Oral contraceptives and I just didn’t gel, and I assumed I was an outlier in this pill-shy stance. That miraculous little tablet burst onto the world stage in 1961 and heralded a feminist revolution; women could finally take control of their own fertility. But now, increasingly, younger women are saying no to the pill. Guided by TikTok and Instagram, it’s being perceived as a fix-all without proper, rigorous research behind it, in an environment increasingly aware of the male bias that’s shaped modern medicine. One young woman told the UK’s Sunday Times: “There’s no research, they put women on [the pill] really young because they can’t be bothered to fix our actual problems … the pill is just being used to ignore women’s health.”
The stats on waning intake don’t lie. In Australia, in 1992, there were roughly 80,000 contraceptive pill prescriptions per month. In 2021 it was down to 33,500. A recent poll found that 77 per cent of pill-using women surveyed for a UK documentary had experienced side effects such as lowered mood, weight gain, headaches, a lowered libido (!) or breakdown.
Alternatives are coils and implants, but birth control apps have also taken off in a big way. These track a woman’s cycle so she can avoid having sex while ovulating – something my lovely nun, most mysteriously, knew all about. Then there’s the Natural Cycles app, which monitors a woman’s body temperature to predict when she’s ovulating.

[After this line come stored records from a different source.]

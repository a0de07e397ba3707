use proc_macro::TokenStream;
use quote::{format_ident, quote};
use syn::{Data, DeriveInput, Fields, parse_macro_input, spanned::Spanned};

use crate::utils;

/// `new(..)` takes every required field in declaration order.
/// `Option<_>` fields and fields marked `#[new(default)]` are left out of
/// `new` and get a `with_<field>` builder instead.
pub fn derive_new_inner(input: TokenStream) -> TokenStream {
    let input = parse_macro_input!(input as DeriveInput);
    let name = input.ident;
    let generics = input.generics;
    let (impl_generics, ty_generics, where_clause) = generics.split_for_impl();

    let fields = match &input.data {
        Data::Struct(data) => match &data.fields {
            Fields::Named(named) => &named.named,
            _ => {
                return syn::Error::new_spanned(&name, "`New` requires named fields")
                    .to_compile_error()
                    .into();
            }
        },
        _ => {
            return syn::Error::new_spanned(&name, "`New` can only be derived for structs")
                .to_compile_error()
                .into();
        }
    };

    let mut new_args = Vec::new();
    let mut inits = Vec::new();
    let mut builders = Vec::new();

    for field in fields {
        let Some(ident) = field.ident.as_ref() else {
            continue;
        };
        let ty = &field.ty;

        let mut use_default = false;
        for attr in &field.attrs {
            if !attr.path().is_ident("new") {
                continue;
            }
            let parse_result = attr.parse_nested_meta(|meta| {
                if meta.path.is_ident("default") {
                    use_default = true;
                    return Ok(());
                }
                Err(meta.error("unsupported new attribute; expected default"))
            });
            if let Err(err) = parse_result {
                return err.to_compile_error().into();
            }
        }

        let method = format_ident!("with_{}", ident);

        if let Some(inner) = utils::inner_of_option(ty) {
            if use_default {
                return syn::Error::new(field.span(), "`Option` fields already default to None")
                    .to_compile_error()
                    .into();
            }
            inits.push(quote! { #ident: None });
            builders.push(quote! {
                pub fn #method(mut self, #ident: #inner) -> Self {
                    self.#ident = Some(#ident);
                    self
                }
            });
        } else if use_default {
            inits.push(quote! { #ident: ::core::default::Default::default() });
            builders.push(quote! {
                pub fn #method(mut self, #ident: #ty) -> Self {
                    self.#ident = #ident;
                    self
                }
            });
        } else {
            new_args.push(quote! { #ident: #ty });
            inits.push(quote! { #ident });
        }
    }

    let expanded = quote! {
        impl #impl_generics #name #ty_generics #where_clause {
            pub fn new(#(#new_args),*) -> Self {
                Self { #(#inits),* }
            }

            #(#builders)*
        }
    };

    TokenStream::from(expanded)
}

Kate Muir, author of Everything You Need to Know About the Pill, believes that the future of contraception lies within the brave new world of fem-tech startups and women-led innovation – with pills individually tailored to a woman’s needs, rub-on contraceptive gels for men and once-a-month tablets. I tip my hat to the exhilarating sexual revolution the pill enabled, but personally, I’m not a fan – because of the effect it had on my own body. There are other ways. Apologies to mum.